Before anything else, copy every record below exactly as it stands.

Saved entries
★ ★ ★

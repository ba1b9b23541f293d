// SPDX-License-Identifier: MPL-2.0
// This Source Code Form is subject to the terms of the Mozilla Public
// License, v. 2.0. If a copy of the MPL was not distributed with this
// file, You can obtain one at https://mozilla.org/MPL/2.0/.

//! Color register payload.

use serde_json::Value;

use crate::error::ParseError;
use crate::types::RgbColor;

/// Contents of the color register.
///
/// The device always reports four entries even though only one logical
/// color exists. The list is stored as reported; the first entry is the
/// canonical color.
///
/// # Examples
///
/// ```
/// use gixie_lib::response::ColorResponse;
/// use gixie_lib::types::RgbColor;
///
/// let json = serde_json::json!([
///     {"red": 10, "green": 20, "blue": 30},
///     {"red": 10, "green": 20, "blue": 30},
///     {"red": 10, "green": 20, "blue": 30},
///     {"red": 10, "green": 20, "blue": 30}
/// ]);
/// let color = ColorResponse::from_value(&json).unwrap();
/// assert_eq!(color.primary(), Some(RgbColor::new(10, 20, 30)));
/// ```
#[derive(Debug, Clone, PartialEq, Eq, Default, serde::Serialize, serde::Deserialize)]
#[serde(transparent)]
pub struct ColorResponse {
    entries: Vec<RgbColor>,
}

impl ColorResponse {
    /// Wraps a list of entries.
    #[must_use]
    pub fn new(entries: Vec<RgbColor>) -> Self {
        Self { entries }
    }

    /// Parses the register payload.
    ///
    /// # Errors
    ///
    /// Returns `ParseError::UnexpectedFormat` if the payload is not a list of
    /// `{red, green, blue}` objects.
    pub fn from_value(data: &Value) -> Result<Self, ParseError> {
        if !data.is_array() {
            return Err(ParseError::UnexpectedFormat(format!(
                "color payload is not a list: {data}"
            )));
        }
        serde_json::from_value(data.clone()).map_err(|e| ParseError::InvalidValue {
            field: "color".to_string(),
            message: e.to_string(),
        })
    }

    /// Returns the canonical color (the first entry).
    #[must_use]
    pub fn primary(&self) -> Option<RgbColor> {
        self.entries.first().copied()
    }

    /// Returns every reported entry.
    #[must_use]
    pub fn entries(&self) -> &[RgbColor] {
        &self.entries
    }
}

★ ★ ★

## Response to the task
repository ba1b9b23541f293d
// SPDX-License-Identifier: MPL-2.0
// This Source Code Form is subject to the terms of the Mozilla Public
// License, v. 2.0. If a copy of the MPL was not distributed with this
// file, You can obtain one at https://mozilla.org/MPL/2.0/.

//! Color register payload.

use serde_json::Value;

use crate::error::ParseError;
use crate::types::RgbColor;

/// Contents of the color register.
///
/// The device always reports four entries even though only one logical
/// color exists. The list is stored as reported; the first entry is the
/// canonical color.
///
/// # Examples
///
/// ```
/// use gixie_lib::response::ColorResponse;
/// use gixie_lib::types::RgbColor;
///
/// let json = serde_json::json!([
///     {"red": 10, "green": 20, "blue": 30},
///     {"red": 10, "green": 20, "blue": 30},
///     {"red": 10, "green": 20, "blue": 30},
///     {"red": 10, "green": 20, "blue": 30}
/// ]);
/// let color = ColorResponse::from_value(&json).unwrap();
/// assert_eq!(color.primary(), Some(RgbColor::new(10, 20, 30)));
/// ```
#[derive(Debug, Clone, PartialEq, Eq, Default, serde::Serialize, serde::Deserialize)]
#[serde(transparent)]
pub struct ColorResponse {
    entries: Vec<RgbColor>,
}

impl ColorResponse {
    /// Wraps a list of entries.
    #[must_use]
    pub fn new(entries: Vec<RgbColor>) -> Self {
        Self { entries }
    }

    /// Parses the register payload.
    ///
    /// # Errors
    ///
    /// Returns `ParseError::UnexpectedFormat` if the payload is not a list of
    /// `{red, green, blue}` objects.
    pub fn from_value(data: &Value) -> Result<Self, ParseError> {
        if !data.is_array() {
            return Err(ParseError::UnexpectedFormat(format!(
                "color payload is not a list: {data}"
            )));
        }
        serde_json::from_value(data.clone()).map_err(|e| ParseError::InvalidValue {
            field: "color".to_string(),
            message: e.to_string(),
        })
    }

    /// Returns the canonical color (the first entry).
    #[must_use]
    pub fn primary(&self) -> Option<RgbColor> {
        self.entries.first().copied()
    }

    /// Returns every reported entry.
    #[must_use]
    pub fn entries(&self) -> &[RgbColor] {
        &self.entries
    }
}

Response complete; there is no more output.